No os podéis imaginar las veces al día que les digo a mis alumnos "el móvil" (alargando un poco la i) porque miran hacia abajo y lo utilizan durante la clase, desde el cajón. Se dan cuenta de ello enseguida y lo guardan o me dicen que están enviando un mensaje a su abuela (es sorprendente el nivel de comunicación que tienen con sus abuelas durante las horas de clase). Han aprendido a utilizarlo sin mover mucho los brazos ni las manos para que no los veas y la velocidad de su tecleo es realmente prodigiosa, incluso para mí que también me paso el día enganchada al móvil.

Leía hace pocos días que los jóvenes de hoy tienen (o tenemos) lo que se denomina nomofobia (no-mobile-phone-phobia). De hecho, lo leía porque se hizo un estudio sobre la dependencia del móvil con un grupo de jóvenes de entre quince y veinticuatro años que pasaron una semana sin el dispositivo. Eso les provocó ansiedad, angustia y miedo. El famoso FOMO (fear of missing out), el miedo de perderte alguna cosa que está pasando adentro del espejo negro. No sé si, como yo, cuando el móvil os dice el tiempo de utilización diario os da vergüenza, os odiáis y pensáis en los libros que tenéis pendientes y las pelis que habríais podido ver.

Como mis alumnos, yo tengo siempre el móvil en vibración o en silencio y me ahorro llamadas si lo puedo solucionar con un mensaje que pienso bien como escribir. Se les ha nombrado la generación mute. También he leído que en los últimos años la instalación de aplicaciones de tonos de llamada ha bajado muchísimo (antes era una decisión que tomabas deliberadamente, después de escuchar todas las melodías y, lo mejor, podías cambiarla en función de quién te llamaba). Me dicen que no les gusta que los llamen porque no saben como acabar las conversaciones, no quieren que alguien más los pueda oír y se les hace extraño hablar con alguien sin verle la cara. Es una manera curiosa de relacionarse con la exposición: por una parte buscamos preservar mucho la intimidad, pero después nos mostramos de manera absoluta en las redes en vídeos que quieren parecer espontáneos y no lo son y perseguimos con filtros y repeticiones una perfección que no existe. El control absoluto de esta exhibición proporciona calma, y la observación en bucle de las propias imágenes, un placer narcisista.

A menudo me pregunto qué buscamos cada vez que miramos las notificaciones del móvil; es la espera incesante de alguna cosa que no llega nunca, como si siempre tuviéramos que encontrar un Whatsapp a punto de cambiarnos la vida

¿Quién no sufriría, estando una semana sin móvil? Que en las reuniones serias lo sacamos para apuntar noséqué y así de paso comprobamos los correos. Y después de dos horas de obra de teatro corremos a desactivar el modo avión, con aquellos segundos de espera, de vacío existencial, hasta que se cargan las conversaciones de Whatsapp. Es paradójico que sea un espacio de libertad absoluta y nos permita sentirnos así (podemos movernos por cualquier ciudad siguiendo la flechita de Google Maps, buscar o colgar información sobre la cosa más remota y secreta) y a la vez nos someta en cuerpo y alma. Como decía Cortázar con el reloj, aquí somos nosotros, ya no los regalados, sino los esclavizados.

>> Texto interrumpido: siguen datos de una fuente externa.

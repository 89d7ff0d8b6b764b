//! Client side of mediagate.
//!
//! This crate talks to origins: it probes, fetches and streams remote media,
//! decides what gets cached through the delivery gateway, and resolves
//! catalog sources into media URLs.

pub mod fetch;
pub mod gateway;
pub mod resolver;
#[cfg(test)]
mod testing;

pub use fetch::{FetchResponse, Origin, OriginClient, OriginConfig, OriginStream, UrlError, canonicalize};
pub use gateway::{Delivery, Gateway};
pub use resolver::{DirectResolver, ResolvedMedia, Resolver};
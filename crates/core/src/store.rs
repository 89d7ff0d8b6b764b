//! Filesystem object store for cached media bytes.
//!
//! One file per cached object, named by the object cache. Writes land in a
//! uniquely named `.part` file first and are renamed into place, so a reader
//! never observes a partially written object and concurrent writers of
//! unrelated objects never touch the same path.

use std::path::{Path, PathBuf};
use std::sync::atomic::{AtomicU64, Ordering};

use tokio::{fs, io::AsyncWriteExt};

use crate::Error;

const PARTIAL_SUFFIX: &str = ".part";

/// Directory-backed byte store.
#[derive(Debug)]
pub struct ObjectStore {
    root: PathBuf,
    next_partial: AtomicU64,
}

impl ObjectStore {
    /// Open the store rooted at `root`, creating the directory if needed.
    ///
    /// Partial files left behind by an interrupted write are removed.
    pub fn open(root: impl Into<PathBuf>) -> Result<Self, Error> {
        let root = root.into();
        std::fs::create_dir_all(&root)?;

        let mut removed = 0usize;
        for entry in std::fs::read_dir(&root)? {
            let entry = entry?;
            let name = entry.file_name();
            if name.to_string_lossy().ends_with(PARTIAL_SUFFIX) {
                match std::fs::remove_file(entry.path()) {
                    Ok(()) => removed += 1,
                    Err(err) => tracing::warn!(path = %entry.path().display(), error = %err, "failed to remove partial object"),
                }
            }
        }
        if removed > 0 {
            tracing::info!(removed, "removed partial objects from interrupted writes");
        }

        Ok(Self { root, next_partial: AtomicU64::new(0) })
    }

    pub fn root(&self) -> &Path {
        &self.root
    }

    /// Resolve a local name to its path inside the store.
    ///
    /// Names must be a single plain file name; anything that could escape the
    /// root or collide with partial files is rejected.
    pub fn path_for(&self, name: &str) -> Result<PathBuf, Error> {
        let valid = !name.is_empty()
            && !name.starts_with('.')
            && !name.ends_with(PARTIAL_SUFFIX)
            && !name.contains(['/', '\\', '\0'])
            && !name.contains("..");
        if !valid {
            return Err(Error::InvalidObjectName(name.to_string()));
        }
        Ok(self.root.join(name))
    }

    /// Write `bytes` under `name`, replacing any previous object.
    ///
    /// Returns the number of bytes written.
    pub async fn write(&self, name: &str, bytes: &[u8]) -> Result<u64, Error> {
        let target = self.path_for(name)?;
        let seq = self.next_partial.fetch_add(1, Ordering::Relaxed);
        let partial = self.root.join(format!("{name}.{seq}{PARTIAL_SUFFIX}"));

        let result: std::io::Result<()> = async {
            let mut file = fs::File::create(&partial).await?;
            file.write_all(bytes).await?;
            file.flush().await?;
            file.sync_all().await?;
            drop(file);
            fs::rename(&partial, &target).await
        }
        .await;

        if let Err(err) = result {
            let _ = fs::remove_file(&partial).await;
            return Err(err.into());
        }

        Ok(bytes.len() as u64)
    }

    /// True if an object file exists under `name`.
    pub async fn exists(&self, name: &str) -> bool {
        match self.path_for(name) {
            Ok(path) => fs::try_exists(path).await.unwrap_or(false),
            Err(_) => false,
        }
    }

    /// Length of the object file, or `None` if it doesn't exist.
    pub async fn file_len(&self, name: &str) -> Result<Option<u64>, Error> {
        let path = self.path_for(name)?;
        match fs::metadata(path).await {
            Ok(meta) => Ok(Some(meta.len())),
            Err(err) if err.kind() == std::io::ErrorKind::NotFound => Ok(None),
            Err(err) => Err(err.into()),
        }
    }

    /// Open an object for reading, or `None` if it doesn't exist.
    pub async fn open_file(&self, name: &str) -> Result<Option<fs::File>, Error> {
        let path = self.path_for(name)?;
        match fs::File::open(path).await {
            Ok(file) => Ok(Some(file)),
            Err(err) if err.kind() == std::io::ErrorKind::NotFound => Ok(None),
            Err(err) => Err(err.into()),
        }
    }

    /// Read a whole object into memory, or `None` if it doesn't exist.
    pub async fn read(&self, name: &str) -> Result<Option<Vec<u8>>, Error> {
        let path = self.path_for(name)?;
        match fs::read(path).await {
            Ok(bytes) => Ok(Some(bytes)),
            Err(err) if err.kind() == std::io::ErrorKind::NotFound => Ok(None),
            Err(err) => Err(err.into()),
        }
    }

    /// Remove an object.
    ///
    /// Returns the length of the removed file, or `None` if it was already
    /// gone. Missing files are not an error.
    pub async fn remove(&self, name: &str) -> Result<Option<u64>, Error> {
        let path = self.path_for(name)?;
        let len = match fs::metadata(&path).await {
            Ok(meta) => meta.len(),
            Err(err) if err.kind() == std::io::ErrorKind::NotFound => return Ok(None),
            Err(err) => return Err(err.into()),
        };
        match fs::remove_file(&path).await {
            Ok(()) => Ok(Some(len)),
            Err(err) if err.kind() == std::io::ErrorKind::NotFound => Ok(None),
            Err(err) => Err(err.into()),
        }
    }

    /// Names of all complete objects currently on disk.
    pub async fn list(&self) -> Result<Vec<String>, Error> {
        let mut names = Vec::new();
        let mut entries = fs::read_dir(&self.root).await?;
        while let Some(entry) = entries.next_entry().await? {
            if !entry.file_type().await?.is_file() {
                continue;
            }
            let name = entry.file_name().to_string_lossy().into_owned();
            if !name.ends_with(PARTIAL_SUFFIX) {
                names.push(name);
            }
        }
        names.sort();
        Ok(names)
    }
}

A menudo me pregunto qué buscamos cada vez que miramos las notificaciones del móvil. Cada una de las más de ciento cincuenta veces que lo hacemos al día, con necesidad de yonqui. Es la espera incesante de alguna cosa que no llega nunca, como si siempre tuviéramos que encontrar un Whatsapp a punto de cambiarnos la vida: un desastre planetario, un premio millonario. El control de un submundo ficticio con un "yo" que reclama nuestras atenciones cada veinte minutos. Pienso en mi primer Nokia con carcasa intercambiable. Entonces nos llamábamos, dejábamos hacer un tono y después colgábamos. Las perdidas. Era un código para que la otra persona supiera que la estábamos pensando. Ahora se debe hacer a través de los likes. Cada generación tiene sus códigos. Y cada código, su poética. Eso sí, entonces, sólo la otra persona sabía que pensabas en ella.